Alaskan Yupik and Inuit Music Culture
by Brandon Trail
Picture from www.der.org
Most of the songs, dances, and drumming of the Eskimos has to do with social and religious functions. In the northwest coastal communities, whaling religious festivals. Songs were thought to ensure the effectiveness of the harpoons, lines, and floats that were used for the whale hunts (Oxford University Press). Songs were also sung to control the weather and to attract the whales. Traditional festivals involved social dancing, whale meat distribution, masked dances, and a blanket toss that involved throwing an individual into the air with a walrus skin to the accompaniment of a song (Oxford University Press).
Another extremely important ceremony was called the Messenger Feast. These required extensive preparation of food, gifts, songs, dances, costumes, and training (Oxford University Press). Messengers were sent from one village to the next inviting them to the feast with song and dance invitations. The festival included extensive greetings, footraces, stomping dances with a box drum, gifts, games, and dances.
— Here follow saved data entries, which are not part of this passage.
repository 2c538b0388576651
use std::ops::Range;

use image::{Rgba, RgbaImage};
use rand::{Rng, SeedableRng, rngs::StdRng};

use crate::{
    color::{hex::Rgb8, policy::ColorFill},
    engine::backend::EngineError,
    render::policy::RenderPolicy,
};

/// Image height before vertical scaling.
pub const BASE_HEIGHT: u32 = 128;

/// Upper bound on `width * height` of a rendered image.
pub const MAX_IMAGE_PIXELS: u64 = 1 << 28;

const BASE_GAIN: f64 = 10.0;

/// Vertical gain applied to bar values.
///
/// Starts at 10 and loses 0.25 for every 0.05 the loudest bar exceeds 0.30, so loud audio
/// clips less.
pub fn clipping_gain(peak: f64) -> f64 {
    if peak > 0.30 {
        let steps = ((peak - 0.30) / 0.05).ceil();
        BASE_GAIN - 0.25 * steps
    } else {
        BASE_GAIN
    }
}

/// Rasterize one symmetric bar per value.
pub fn draw_waveform(bars: &[f64], policy: &RenderPolicy) -> Result<RgbaImage, EngineError> {
    let scale_x = policy.scale_x.get();
    let (width, height) = canvas_size(bars.len(), policy)?;
    let mut img = RgbaImage::new(width, height);

    let mut background = FillSampler::new(policy.colors.background_fill(), policy.fuzz_seed);
    let mut foreground = FillSampler::new(policy.colors.foreground_fill(), policy.fuzz_seed);

    for (x, y, px) in img.enumerate_pixels_mut() {
        *px = background.sample((x / scale_x) as usize, x, y, width);
    }

    let gain = clipping_gain(bars.iter().copied().fold(0.0, f64::max));
    let h = i64::from(height);
    let half_y = h / 2;
    let peak = i64::from(scale_x / 2);
    let sharpness = i64::from(policy.sharpness);
    let tallest = f64::from(height) * BASE_GAIN;
    let reach = peak
        .max(i64::from(scale_x) - 1 - peak)
        .saturating_mul(sharpness);

    for (bar, &value) in bars.iter().enumerate() {
        // NaN clamps to NaN and casts to 0.
        let scaled = (value * f64::from(height) * gain).floor().clamp(0.0, tallest) as i64;
        let top = half_y - scaled / 2;
        let x0 = bar as u32 * scale_x;

        for y in visible_rows(top, scaled, h, reach) {
            for i in 0..i64::from(scale_x) {
                // Columns away from the bar's center are pulled toward the midline.
                let mut adjust = -(i - peak).abs().saturating_mul(sharpness);
                if y < half_y {
                    adjust = -adjust;
                }
                let py = y.saturating_add(adjust);
                if !(0..h).contains(&py) {
                    continue;
                }
                let (px, py) = (x0 + i as u32, py as u32);
                img.put_pixel(px, py, foreground.sample(bar, px, py, width));
            }
        }
    }

    Ok(img)
}

/// Rows of a bar spanning `top..top + scaled` that can land on a canvas `height` tall once
/// shifted by at most `reach` pixels.
fn visible_rows(top: i64, scaled: i64, height: i64, reach: i64) -> Range<i64> {
    let start = top.max(0i64.saturating_sub(reach));
    let end = top.saturating_add(scaled).min(height.saturating_add(reach));
    start..end.max(start)
}

fn canvas_size(bars: usize, policy: &RenderPolicy) -> Result<(u32, u32), EngineError> {
    let width = (bars as u64).saturating_mul(u64::from(policy.scale_x.get()));
    let height = u64::from(BASE_HEIGHT) * u64::from(policy.scale_y.get());
    if width == 0 {
        return Err(EngineError::InvalidData("no waveform bars to draw".to_owned()));
    }
    if width.saturating_mul(height) > MAX_IMAGE_PIXELS {
        return Err(EngineError::Unclassified(format!(
            "{width}x{height} image exceeds the {MAX_IMAGE_PIXELS} pixel limit"
        )));
    }
    // Both fit: their product is below MAX_IMAGE_PIXELS.
    Ok((width as u32, height as u32))
}

struct FillSampler {
    fill: ColorFill,
    rng: Option<StdRng>,
}

impl FillSampler {
    fn new(fill: ColorFill, seed: Option<u64>) -> Self {
        let rng = matches!(fill, ColorFill::Fuzz { .. }).then(|| match seed {
            Some(seed) => StdRng::seed_from_u64(seed),
            None => StdRng::from_entropy(),
        });
        Self { fill, rng }
    }

    fn sample(&mut self, bar: usize, x: u32, y: u32, width: u32) -> Rgba<u8> {
        let color = match self.fill {
            ColorFill::Solid(c) => c,
            ColorFill::Checker { a, b, period } => {
                let period = period.max(1);
                if ((x / period) ^ (y / period)) & 1 == 1 { b } else { a }
            }
            ColorFill::Stripe { a, b } => {
                if bar % 2 == 1 { b } else { a }
            }
            ColorFill::Gradient { start, end } => {
                lerp(start, end, f64::from(x) / f64::from(width.saturating_sub(1).max(1)))
            }
            ColorFill::Fuzz { a, b } => match self.rng.as_mut() {
                Some(rng) => {
                    if rng.gen_bool(0.5) { b } else { a }
                }
                None => a,
            },
        };
        color.to_rgba()
    }
}

fn lerp(start: Rgb8, end: Rgb8, t: f64) -> Rgb8 {
    let mix = |a: u8, b: u8| (f64::from(a) + (f64::from(b) - f64::from(a)) * t) as u8;
    Rgb8::new(
        mix(start.r, end.r),
        mix(start.g, end.g),
        mix(start.b, end.b),
    )
}

#[cfg(test)]
#[path = "../../tests/unit/engine/raster.rs"]
mod tests;
pub(crate) mod backend;
pub(crate) mod decode;
pub(crate) mod encode;
pub(crate) mod raster;
pub(crate) mod reduce;
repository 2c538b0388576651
pub(crate) mod policy;
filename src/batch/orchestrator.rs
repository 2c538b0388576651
use std::io::Read;

use base64::{Engine as _, engine::general_purpose::STANDARD};
use image::RgbaImage;
use rayon::prelude::*;

use crate::{
    engine::{
        backend::{EngineError, RenderEngine},
        encode::RasterFormat,
    },
    foundation::error::{WaveformError, WaveformResult},
    protocol::codec::{RenderRequest, RenderResult, decode_requests, encode_responses},
    render::policy::RenderPolicy,
};

/// Batch-level controls that do not affect pixels.
#[derive(Clone, Debug, Default)]
pub struct BatchOpts {
    /// Container for rendered images.
    pub format: RasterFormat,
    /// Render requests of one batch concurrently when `true`.
    pub parallel: bool,
    /// Optional explicit worker thread count (parallel mode only).
    pub threads: Option<usize>,
}

#[derive(Clone, Copy, Debug, Default, PartialEq, Eq)]
/// Counters for one processed batch.
pub struct BatchStats {
    /// Requests found in the input document.
    pub requests: usize,
    /// Responses written (successes plus failures).
    pub responses: usize,
    /// Responses carrying an error.
    pub failed: usize,
    /// Requests dropped for naming an unsupported function.
    pub dropped: usize,
}

/// Why a single request produced an error response.
#[derive(thiserror::Error, Debug)]
pub enum RequestError {
    /// `params` was empty.
    #[error("missing audio payload in params[0]")]
    MissingPayload,

    /// `params[0]` is not standard padded base64.
    #[error("invalid base64 payload: {0}")]
    Base64(#[from] base64::DecodeError),

    /// The engine rejected the audio.
    #[error(transparent)]
    Engine(#[from] EngineError),
}

/// Read a whole request document from `input` and return the encoded response document.
pub fn run_batch<R: Read>(
    input: R,
    engine: &dyn RenderEngine,
    policy: &RenderPolicy,
    opts: &BatchOpts,
) -> WaveformResult<Vec<u8>> {
    run_batch_with_stats(input, engine, policy, opts).map(|(doc, _)| doc)
}

/// Like [`run_batch`], also returning counters.
#[tracing::instrument(skip_all, fields(format = %opts.format, parallel = opts.parallel))]
pub fn run_batch_with_stats<R: Read>(
    mut input: R,
    engine: &dyn RenderEngine,
    policy: &RenderPolicy,
    opts: &BatchOpts,
) -> WaveformResult<(Vec<u8>, BatchStats)> {
    let mut buf = Vec::new();
    input.read_to_end(&mut buf)?;
    tracing::debug!(bytes = buf.len(), "read request document");

    let requests = decode_requests(&buf)?;
    let results = process_requests(&requests, engine, policy, opts)?;

    let failed = results.iter().filter(|r| !r.is_success()).count();
    let stats = BatchStats {
        requests: requests.len(),
        responses: results.len(),
        failed,
        dropped: requests.len() - results.len(),
    };
    tracing::info!(
        requests = stats.requests,
        responses = stats.responses,
        failed = stats.failed,
        dropped = stats.dropped,
        "batch processed"
    );

    Ok((encode_responses(&results)?, stats))
}

/// Process decoded requests, returning responses in request order.
///
/// Requests with an unsupported function contribute no response. A failing request yields an
/// error response and never stops the others.
pub fn process_requests(
    requests: &[RenderRequest],
    engine: &dyn RenderEngine,
    policy: &RenderPolicy,
    opts: &BatchOpts,
) -> WaveformResult<Vec<RenderResult>> {
    let slots: Vec<Option<RenderResult>> = if opts.parallel && requests.len() > 1 {
        let pool = build_thread_pool(opts.threads)?;
        pool.install(|| {
            requests
                .par_iter()
                .map(|request| process_request(request, engine, policy, opts.format))
                .collect::<WaveformResult<Vec<_>>>()
        })?
    } else {
        requests
            .iter()
            .map(|request| process_request(request, engine, policy, opts.format))
            .collect::<WaveformResult<Vec<_>>>()?
    };

    Ok(slots.into_iter().flatten().collect())
}

/// Process one request.
///
/// `Ok(None)` means the request was dropped. `Err` is reserved for failures that are not the
/// request's fault (an image that rendered but cannot be encoded).
pub fn process_request(
    request: &RenderRequest,
    engine: &dyn RenderEngine,
    policy: &RenderPolicy,
    format: RasterFormat,
) -> WaveformResult<Option<RenderResult>> {
    if !request.is_waveform() {
        tracing::warn!(
            id = %request.id,
            function = %request.function,
            "dropping request with unsupported function"
        );
        return Ok(None);
    }

    let image = match render_request(request, engine, policy) {
        Ok(image) => image,
        Err(err) => {
            tracing::warn!(id = %request.id, error = %err, "request failed");
            return Ok(Some(RenderResult::failure(
                request.id.clone(),
                err.to_string(),
            )));
        }
    };

    let encoded = engine.encode_image(&image, format)?;
    tracing::debug!(
        id = %request.id,
        width = image.width(),
        height = image.height(),
        bytes = encoded.len(),
        "rendered waveform"
    );
    Ok(Some(RenderResult::success(
        request.id.clone(),
        STANDARD.encode(encoded),
    )))
}

fn render_request(
    request: &RenderRequest,
    engine: &dyn RenderEngine,
    policy: &RenderPolicy,
) -> Result<RgbaImage, RequestError> {
    let audio = decode_payload(request.payload().ok_or(RequestError::MissingPayload)?)?;
    Ok(engine.render(&audio, policy)?)
}

/// Standard padded base64; line breaks are ignored.
pub fn decode_payload(payload: &str) -> Result<Vec<u8>, base64::DecodeError> {
    if payload.contains(['\r', '\n']) {
        let compact: String = payload.chars().filter(|c| !matches!(c, '\r' | '\n')).collect();
        STANDARD.decode(compact)
    } else {
        STANDARD.decode(payload)
    }
}

fn build_thread_pool(threads: Option<usize>) -> WaveformResult<rayon::ThreadPool> {
    if let Some(n) = threads
        && n == 0
    {
        return Err(WaveformError::config("'threads' must be >= 1 when set"));
    }

    let mut builder = rayon::ThreadPoolBuilder::new();
    if let Some(n) = threads {
        builder = builder.num_threads(n);
    }
    builder
        .build()
        .map_err(|e| WaveformError::config(format!("failed to build rayon thread pool: {e}")))
}

#[cfg(test)]
#[path = "../../tests/unit/batch/orchestrator.rs"]
mod tests;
Whaling rituals in the southwest culminated in the Bladder Festival. Over the course of a month, the spirits of the animals that were hunted were honored. The purposed of the ritual was for a rebirth of the animals that were harvested. An ancient Feast for the Dead was similar to this Bladder Festival where songs were sung to honor the spirits of the dead and encourage their return (Oxford University Press).
In addition to the festivals, songs were also used for non-secular purposes such as control of weather, encourage game, and seek protection (Oxford University Press). Some of these songs and dances were not composed, but completely improvised. Some of the choreography in the dances is completely fixed and rehearsed. Some dances involve unchoreographed stomping or arm waving (Oxford University Press).